**EXERCISE**: Only the lines holding "struct" are wanted. Copy every one from the records below.

**SOURCE DATA**:
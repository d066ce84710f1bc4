//! Vector channel. No fallback: failures zero the semantic contribution.

use std::sync::Arc;
use std::time::{Duration, Instant};

use tracing::{debug, warn};

use scout_core::{
    defaults, Degradation, Error, ExperienceMatch, Outcome, QueryEmbedding, VectorBackend,
};

pub struct VectorRetriever {
    backend: Arc<dyn VectorBackend>,
    timeout: Duration,
}

impl VectorRetriever {
    pub fn new(backend: Arc<dyn VectorBackend>, timeout: Duration) -> Self {
        Self { backend, timeout }
    }

    /// Timeout from `VECTOR_TIMEOUT_MS`.
    pub fn timeout_from_env() -> Duration {
        Duration::from_millis(
            std::env::var("VECTOR_TIMEOUT_MS")
                .ok()
                .and_then(|v| v.parse().ok())
                .unwrap_or(defaults::VECTOR_TIMEOUT_MS),
        )
    }

    /// Nearest experiences, or an empty set when there is no embedding.
    pub async fn search(
        &self,
        embedding: Option<&QueryEmbedding>,
        limit_ceiling: usize,
    ) -> Outcome<Vec<ExperienceMatch>> {
        let Some(embedding) = embedding else {
            return Outcome::clean(Vec::new());
        };
        let start = Instant::now();
        let result = match tokio::time::timeout(
            self.timeout,
            self.backend.search(embedding, limit_ceiling),
        )
        .await
        {
            Ok(result) => result,
            Err(_) => Err(Error::VectorBackendUnavailable(format!(
                "vector search timed out after {}ms",
                self.timeout.as_millis()
            ))),
        };

        match result {
            Ok(mut matches) => {
                matches.retain(|m| m.cosine_similarity.is_some());
                debug!(
                    subsystem = "search",
                    component = "vector",
                    op = "search",
                    vector_hits = matches.len(),
                    duration_ms = start.elapsed().as_millis() as u64,
                    "Vector retrieval complete"
                );
                Outcome::clean(matches)
            }
            Err(e) => {
                warn!(
                    subsystem = "search",
                    component = "vector",
                    op = "search",
                    error = %e,
                    "Vector retrieval failed, semantic contribution set to zero"
                );
                Outcome::degraded(
                    Vec::new(),
                    Degradation {
                        vector_unavailable: true,
                        ..Degradation::default()
                    },
                )
            }
        }
    }
}

#[cfg(test)]
mod tests {
    use super::*;
    use async_trait::async_trait;
    use scout_core::Result;

    struct Fixed(Option<Vec<f32>>);

    #[async_trait]
    impl VectorBackend for Fixed {
        async fn search(&self, _: &QueryEmbedding, _: usize) -> Result<Vec<ExperienceMatch>> {
            match &self.0 {
                Some(sims) => Ok(sims
                    .iter()
                    .enumerate()
                    .map(|(i, s)| {
                        let mut m = ExperienceMatch::new(i as i64, i as i64);
                        m.cosine_similarity = Some(*s);
                        m
                    })
                    .collect()),
                None => Err(Error::VectorBackendUnavailable("index offline".into())),
            }
        }
    }

    fn embedding() -> QueryEmbedding {
        QueryEmbedding::new(vec![0.6, 0.8], "v1").unwrap()
    }

    #[tokio::test]
    async fn test_absent_embedding_is_empty_and_clean() {
        let r = VectorRetriever::new(Arc::new(Fixed(Some(vec![0.9]))), Duration::from_secs(1));
        let out = r.search(None, 10).await;
        assert!(out.value.is_empty());
        assert!(!out.is_degraded());
    }

    #[tokio::test]
    async fn test_returns_matches() {
        let r = VectorRetriever::new(Arc::new(Fixed(Some(vec![0.9, 0.7]))), Duration::from_secs(1));
        let out = r.search(Some(&embedding()), 10).await;
        assert_eq!(out.value.len(), 2);
        assert!(!out.is_degraded());
    }

    #[tokio::test]
    async fn test_backend_error_degrades() {
        let r = VectorRetriever::new(Arc::new(Fixed(None)), Duration::from_secs(1));
        let out = r.search(Some(&embedding()), 10).await;
        assert!(out.value.is_empty());
        assert!(out.degradation.vector_unavailable);
    }
}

**RESPONSE TO THIS EXERCISE**:
pub struct VectorRetriever {
    struct Fixed(Option<Vec<f32>>);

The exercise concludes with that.